Dive Brief:
- Edwards Lifesciences said it has secured FDA approval for the first surgical valve replacement designed for patients with tricuspid valve disease.
- The approval introduces a surgical option for a long-underserved area of structural heart care, extending Edwards’ Resilia tissue technology to the tricuspid position, a spokesperson told MedTech Dive in an email.
- Called Triformis Resilia, the valve has a flattened sewing ring shape that mirrors the native tricuspid valve’s annulus anatomy.
Dive Insight:
Surgery for isolated tricuspid regurgitation is rarely performed due to concerns about high mortality risk, Edwards said. In patients with the condition, the tricuspid valve allows blood to leak backward into the heart’s upper right chamber rather than flowing to the lungs.
However, a recent analysis of cardiac surgery outcomes in a Society of Thoracic Surgeons database suggests the risk is lower than previously observed. The model developed for the study predicted an operative mortality risk of 5.6%.
Edwards said its new valve approval is timely, with the analysis providing a benchmark for isolated tricuspid valve interventions.

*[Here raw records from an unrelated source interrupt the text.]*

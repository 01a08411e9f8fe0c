//! Interchange Model Builder.
//!
//! Turns a draft snapshot into an [`InterchangeDocument`]. The builder is pure: all
//! repository access happens before it runs (see `db::services::load_draft_snapshot`),
//! so the same snapshot always yields the same document.

use log::{debug, warn};
use serde::Serialize;
use std::collections::{BTreeMap, BTreeSet, HashMap};

use super::document::{
    ActivityEntry, GroupEntry, InterchangeDocument, RoomEntry, SubgroupEntry, TeacherEntry,
    YearEntry,
};
use super::{InterchangeError, InterchangeResult};
use crate::models::constraint::{ActivityPreferredRooms, BasicCompulsory};
use crate::models::{
    ordered_periods, Activity, ActivityId, Building, ConstraintId, ConstraintKind, ConstraintScope,
    Day, DraftConstraint, Period, Room, School, Student, StudentGroup, Subject, SubjectId, Teacher,
    Timetable, TimetableDraft, UserId, DEFAULT_ROOM_CAPACITY, PREFERRED_ROOM_WEIGHT,
};

/// Everything the builder reads, loaded up front.
#[derive(Debug, Clone, PartialEq)]
pub struct DraftSnapshot {
    pub school: School,
    pub timetable: Timetable,
    pub draft: TimetableDraft,
    pub days: Vec<Day>,
    pub periods: Vec<Period>,
    pub subjects: Vec<Subject>,
    pub teachers: Vec<Teacher>,
    /// Subjects each teacher is qualified to teach.
    pub qualifications: HashMap<UserId, Vec<SubjectId>>,
    pub groups: Vec<StudentGroup>,
    /// Every student of the school, used for the per-year roster groups.
    pub students: Vec<Student>,
    pub activities: Vec<Activity>,
    pub buildings: Vec<Building>,
    pub rooms: Vec<Room>,
    pub constraints: Vec<DraftConstraint>,
}

/// Something the builder left out of the document.
#[derive(Debug, Clone, PartialEq, Serialize)]
#[serde(tag = "kind", rename_all = "camelCase")]
pub enum BuildWarning {
    #[serde(rename_all = "camelCase")]
    ActivityDropped { activity_id: ActivityId, reason: String },
    #[serde(rename_all = "camelCase")]
    ConstraintSkipped {
        constraint_id: ConstraintId,
        name: String,
        reason: String,
    },
}

#[derive(Debug, Clone, PartialEq)]
pub struct BuildOutcome {
    pub document: InterchangeDocument,
    pub warnings: Vec<BuildWarning>,
}

/// Split durations for an activity: `ceil(total / per_instance)` blocks of
/// `per_instance`, the last one shortened so the durations sum to `total`.
pub fn split_durations(total: u32, per_instance: u32) -> Vec<u32> {
    if total == 0 || per_instance == 0 {
        return Vec::new();
    }
    let count = total.div_ceil(per_instance);
    let mut durations = vec![per_instance; count as usize];
    if let Some(last) = durations.last_mut() {
        *last = total - (count - 1) * per_instance;
    }
    durations
}

pub fn build_document(snapshot: &DraftSnapshot) -> InterchangeResult<BuildOutcome> {
    let mut warnings = Vec::new();

    let mut days = snapshot.days.clone();
    days.sort_by_key(|d| (d.position, d.id));
    let periods = ordered_periods(&snapshot.periods).map_err(InterchangeError::InvalidDraft)?;

    let activities = build_activities(&snapshot.activities, &mut warnings);
    let (time_constraints, mut space_constraints) =
        build_constraints(&snapshot.constraints, &mut warnings);

    let preferred = preferred_room_constraints(&snapshot.activities, &activities);
    if !preferred.is_empty() {
        space_constraints
            .entry(ConstraintKind::ACTIVITY_PREFERRED_ROOMS.to_string())
            .or_default()
            .extend(preferred);
    }

    let buildings: HashMap<_, _> = snapshot.buildings.iter().map(|b| (b.id, b)).collect();

    let document = InterchangeDocument {
        institution_name: snapshot.school.name.clone(),
        days: days.iter().map(|d| d.id.to_string()).collect(),
        hours: periods.iter().map(|p| p.id.to_string()).collect(),
        subjects: snapshot.subjects.iter().map(|s| s.id.to_string()).collect(),
        teachers: snapshot
            .teachers
            .iter()
            .map(|t| TeacherEntry {
                name: t.id.to_string(),
                qualified_subjects: snapshot
                    .qualifications
                    .get(&t.id)
                    .map(|subjects| subjects.iter().map(ToString::to_string).collect())
                    .unwrap_or_default(),
            })
            .collect(),
        years: build_years(&snapshot.groups, &snapshot.students),
        activities,
        buildings: snapshot.buildings.iter().map(|b| b.id.to_string()).collect(),
        rooms: snapshot
            .rooms
            .iter()
            .map(|r| RoomEntry {
                name: r.id.to_string(),
                building: r
                    .building_id
                    .filter(|id| buildings.contains_key(id))
                    .map(|id| id.to_string())
                    .unwrap_or_default(),
                capacity: r.capacity.unwrap_or(DEFAULT_ROOM_CAPACITY),
            })
            .collect(),
        time_constraints,
        space_constraints,
    };

    debug!(
        "Built interchange document for draft {}: {} activities, {} constraints, {} warnings",
        snapshot.draft.id,
        document.activities.len(),
        document.constraint_count(),
        warnings.len()
    );

    Ok(BuildOutcome { document, warnings })
}

fn build_activities(source: &[Activity], warnings: &mut Vec<BuildWarning>) -> Vec<ActivityEntry> {
    let mut expanded = Vec::new();

    for activity in source {
        let students: Vec<String> = activity.student_sets().iter().map(ToString::to_string).collect();

        let reason = if activity.teacher_ids.is_empty() {
            Some("no teachers assigned")
        } else if students.is_empty() {
            Some("no students assigned")
        } else if activity.periods_per_instance == 0 || activity.total_periods == 0 {
            Some("zero duration")
        } else {
            None
        };
        if let Some(reason) = reason {
            warn!("Activity {} skipped: {}", activity.id, reason);
            warnings.push(BuildWarning::ActivityDropped {
                activity_id: activity.id,
                reason: reason.to_string(),
            });
            continue;
        }

        for duration in split_durations(activity.total_periods, activity.periods_per_instance) {
            expanded.push(ActivityEntry {
                id: 0,
                teachers: activity.teacher_ids.iter().map(ToString::to_string).collect(),
                subject: activity.subject_id.to_string(),
                students: students.clone(),
                duration,
                total_duration: activity.total_periods,
                activity_group_id: activity.id.value(),
                active: true,
                comments: activity.id.to_string(),
            });
        }
    }

    // Ids are assigned only once the whole expansion is known.
    for (index, entry) in expanded.iter_mut().enumerate() {
        entry.id = index as u32 + 1;
    }
    expanded
}

type ConstraintSections = BTreeMap<String, Vec<ConstraintKind>>;

fn build_constraints(
    rows: &[DraftConstraint],
    warnings: &mut Vec<BuildWarning>,
) -> (ConstraintSections, ConstraintSections) {
    let mut time = ConstraintSections::new();
    let mut space = ConstraintSections::new();

    for row in rows.iter().filter(|c| c.active) {
        match row.resolve() {
            Ok(constraint) => {
                let section = match constraint.scope() {
                    ConstraintScope::Time => &mut time,
                    ConstraintScope::Space => &mut space,
                };
                section
                    .entry(constraint.canonical_name().to_string())
                    .or_default()
                    .push(constraint);
            }
            Err(e) => {
                warn!("Skipping constraint {} ({}): {}", row.id, row.canonical_name, e);
                warnings.push(BuildWarning::ConstraintSkipped {
                    constraint_id: row.id,
                    name: row.canonical_name.clone(),
                    reason: e.to_string(),
                });
            }
        }
    }

    // The solver refuses documents without the basic compulsory constraints.
    let basic = || BasicCompulsory {
        weight_percentage: 100.0,
        active: true,
        comments: None,
    };
    time.entry(ConstraintKind::BASIC_COMPULSORY_TIME.to_string())
        .or_insert_with(|| vec![ConstraintKind::BasicCompulsoryTime(basic())]);
    space
        .entry(ConstraintKind::BASIC_COMPULSORY_SPACE.to_string())
        .or_insert_with(|| vec![ConstraintKind::BasicCompulsorySpace(basic())]);

    (time, space)
}

fn preferred_room_constraints(source: &[Activity], expanded: &[ActivityEntry]) -> Vec<ConstraintKind> {
    let mut constraints = Vec::new();

    for activity in source.iter().filter(|a| !a.preferred_rooms.is_empty()) {
        let rooms: Vec<String> = activity.preferred_rooms.iter().map(ToString::to_string).collect();
        for split in expanded
            .iter()
            .filter(|e| e.activity_group_id == activity.id.value())
        {
            constraints.push(ConstraintKind::ActivityPreferredRooms(ActivityPreferredRooms {
                weight_percentage: PREFERRED_ROOM_WEIGHT,
                activity_id: split.id,
                number_of_preferred_rooms: rooms.len() as u32,
                preferred_rooms: rooms.clone(),
                active: true,
                comments: Some(format!("Preferred rooms for activity {}", activity.id)),
            }));
        }
    }

    constraints
}

fn build_years(groups: &[StudentGroup], students: &[Student]) -> Vec<YearEntry> {
    let names: HashMap<&UserId, String> = students.iter().map(|s| (&s.id, s.display_name())).collect();
    let subgroup = |id: &UserId| SubgroupEntry {
        name: format!("S{}", id),
        comments: names.get(id).cloned().unwrap_or_default(),
    };

    let mut levels: BTreeMap<&str, (BTreeSet<&UserId>, Vec<GroupEntry>)> = BTreeMap::new();

    let mut sorted_groups: Vec<&StudentGroup> = groups.iter().collect();
    sorted_groups.sort_by_key(|g| g.id);
    for group in sorted_groups {
        let (roster, entries) = levels.entry(group.year_level.as_str()).or_default();
        roster.extend(group.members.iter());
        entries.push(GroupEntry {
            name: format!("G{}", group.id),
            number_of_students: group.members.len(),
            comments: group.name.clone(),
            subgroups: group.members.iter().map(subgroup).collect(),
        });
    }

    let mut by_year: BTreeMap<&str, Vec<&Student>> = BTreeMap::new();
    for student in students {
        by_year.entry(student.year_level.as_str()).or_default().push(student);
    }
    for (level, members) in by_year {
        let (roster, entries) = levels.entry(level).or_default();
        roster.extend(members.iter().map(|s| &s.id));
        entries.push(GroupEntry {
            name: format!("AllStudents-Y{}", level),
            number_of_students: members.len(),
            comments: format!("Year {} - All Students", level),
            subgroups: members.iter().map(|s| subgroup(&s.id)).collect(),
        });
    }

    levels
        .into_iter()
        .map(|(level, (roster, groups))| YearEntry {
            name: format!("Y{}", level),
            number_of_students: roster.len(),
            comments: format!("Year {}", level),
            groups,
        })
        .collect()
}
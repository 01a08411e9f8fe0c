//! Runs the solver inside a long-running container through the docker CLI.

use async_trait::async_trait;
use log::debug;
use std::process::Stdio;
use tokio::io::AsyncWriteExt;
use tokio::process::Command;

use super::{JobPaths, ProcessRunner, RunOutput, SolverError, SolverResult};

#[derive(Debug, Clone)]
pub struct ContainerRunner {
    /// Container the solver lives in; injected from configuration.
    container: String,
    docker: String,
    binary: String,
    input_root: String,
    output_root: String,
}

impl ContainerRunner {
    pub fn new(
        container: impl Into<String>,
        binary: impl Into<String>,
        input_root: impl Into<String>,
        output_root: impl Into<String>,
    ) -> Self {
        Self {
            container: container.into(),
            docker: "docker".to_string(),
            binary: binary.into(),
            input_root: input_root.into(),
            output_root: output_root.into(),
        }
    }

    /// Use a different docker-compatible CLI (e.g. `podman`).
    pub fn with_cli(mut self, cli: impl Into<String>) -> Self {
        self.docker = cli.into();
        self
    }

    /// `docker exec <container> <args...>`, failing on a non-zero exit.
    async fn exec(&self, args: &[&str]) -> SolverResult<std::process::Output> {
        debug!("{} exec {} {:?}", self.docker, self.container, args);
        let output = Command::new(&self.docker)
            .arg("exec")
            .arg(&self.container)
            .args(args)
            .stdin(Stdio::null())
            .output()
            .await
            .map_err(|e| SolverError::Io(format!("failed to start {}: {}", self.docker, e)))?;

        if !output.status.success() {
            return Err(SolverError::Io(format!(
                "{:?} failed in {}: {}",
                args,
                self.container,
                String::from_utf8_lossy(&output.stderr).trim()
            )));
        }
        Ok(output)
    }
}

#[async_trait]
impl ProcessRunner for ContainerRunner {
    fn target(&self) -> String {
        format!("container {}", self.container)
    }

    fn job_paths(&self, job_id: &str, input_name: &str) -> JobPaths {
        JobPaths {
            job_id: job_id.to_string(),
            input_path: format!("{}/{}_{}", self.input_root, job_id, input_name),
            output_dir: format!("{}/output_{}", self.output_root, job_id),
        }
    }

    async fn is_available(&self) -> bool {
        let output = Command::new(&self.docker)
            .args(["inspect", "-f", "{{.State.Running}}", self.container.as_str()])
            .stdin(Stdio::null())
            .output()
            .await;
        match output {
            Ok(out) if out.status.success() => String::from_utf8_lossy(&out.stdout).trim() == "true",
            Ok(out) => {
                debug!(
                    "Container {} not inspectable: {}",
                    self.container,
                    String::from_utf8_lossy(&out.stderr).trim()
                );
                false
            }
            Err(e) => {
                debug!("Could not run {}: {}", self.docker, e);
                false
            }
        }
    }

    async fn write_input(&self, paths: &JobPaths, content: &[u8]) -> SolverResult<()> {
        let mut child = Command::new(&self.docker)
            .args(["exec", "-i", self.container.as_str(), "sh", "-c", "cat > \"$0\"", paths.input_path.as_str()])
            .stdin(Stdio::piped())
            .stdout(Stdio::null())
            .stderr(Stdio::piped())
            .kill_on_drop(true)
            .spawn()
            .map_err(|e| SolverError::Io(format!("failed to start {}: {}", self.docker, e)))?;

        if let Some(mut stdin) = child.stdin.take() {
            stdin
                .write_all(content)
                .await
                .map_err(|e| SolverError::Io(format!("failed to stream input: {}", e)))?;
        }

        let output = child
            .wait_with_output()
            .await
            .map_err(|e| SolverError::Io(e.to_string()))?;
        if !output.status.success() {
            return Err(SolverError::Io(format!(
                "failed to write {}: {}",
                paths.input_path,
                String::from_utf8_lossy(&output.stderr).trim()
            )));
        }
        Ok(())
    }

    async fn create_output_dir(&self, paths: &JobPaths) -> SolverResult<()> {
        self.exec(&["mkdir", "-p", &paths.output_dir]).await.map(|_| ())
    }

    async fn run(&self, _paths: &JobPaths, args: &[String]) -> SolverResult<RunOutput> {
        let output = Command::new(&self.docker)
            .arg("exec")
            .arg(&self.container)
            .arg(&self.binary)
            .args(args)
            .stdin(Stdio::null())
            .kill_on_drop(true)
            .output()
            .await
            .map_err(|e| SolverError::Io(format!("failed to start {}: {}", self.docker, e)))?;

        Ok(RunOutput {
            exit_code: output.status.code(),
            stdout: String::from_utf8_lossy(&output.stdout).into_owned(),
            stderr: String::from_utf8_lossy(&output.stderr).into_owned(),
        })
    }

    async fn terminate(&self, paths: &JobPaths) -> SolverResult<()> {
        // Killing the docker client does not stop the process inside the container.
        self.exec(&["pkill", "-f", &paths.input_path]).await.map(|_| ())
    }

    async fn list_outputs(&self, paths: &JobPaths) -> SolverResult<Vec<String>> {
        let output = self.exec(&["find", &paths.output_dir, "-type", "f"]).await?;
        let mut files: Vec<String> = String::from_utf8_lossy(&output.stdout)
            .lines()
            .map(str::trim)
            .filter(|l| !l.is_empty())
            .map(str::to_string)
            .collect();
        files.sort();
        Ok(files)
    }

    async fn read_output(&self, path: &str) -> SolverResult<Vec<u8>> {
        self.exec(&["cat", path]).await.map(|out| out.stdout)
    }

    async fn remove_input(&self, paths: &JobPaths) -> SolverResult<()> {
        self.exec(&["rm", "-f", &paths.input_path]).await.map(|_| ())
    }

    async fn remove_output_dir(&self, paths: &JobPaths) -> SolverResult<()> {
        self.exec(&["rm", "-rf", &paths.output_dir]).await.map(|_| ())
    }
}

#[cfg(test)]
mod tests {
    use super::*;

    #[test]
    fn job_paths_live_under_configured_roots() {
        let runner = ContainerRunner::new("fet", "fet-cl", "/timetables", "/output");
        let paths = runner.job_paths("12", "term1.fet");
        assert_eq!(paths.input_path, "/timetables/12_term1.fet");
        assert_eq!(paths.output_dir, "/output/output_12");
        assert_eq!(runner.target(), "container fet");
    }

    #[tokio::test]
    async fn missing_cli_reports_unavailable() {
        let runner = ContainerRunner::new("fet", "fet-cl", "/timetables", "/output")
            .with_cli("definitely-not-a-real-docker-cli");
        assert!(!runner.is_available().await);
    }
}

The structural heart specialist also makes the Evoque transcatheter tricuspid valve replacement, a minimally invasive treatment for patients with severe tricuspid regurgitation. Evoque, which gained Food and Drug Administration approval in 2024, is the only FDA-authorized transcatheter replacement device for tricuspid regurgitation.
Edwards is awaiting the FDA’s nod for a label expansion for its Pascal transcatheter valve repair system in patients with tricuspid disease.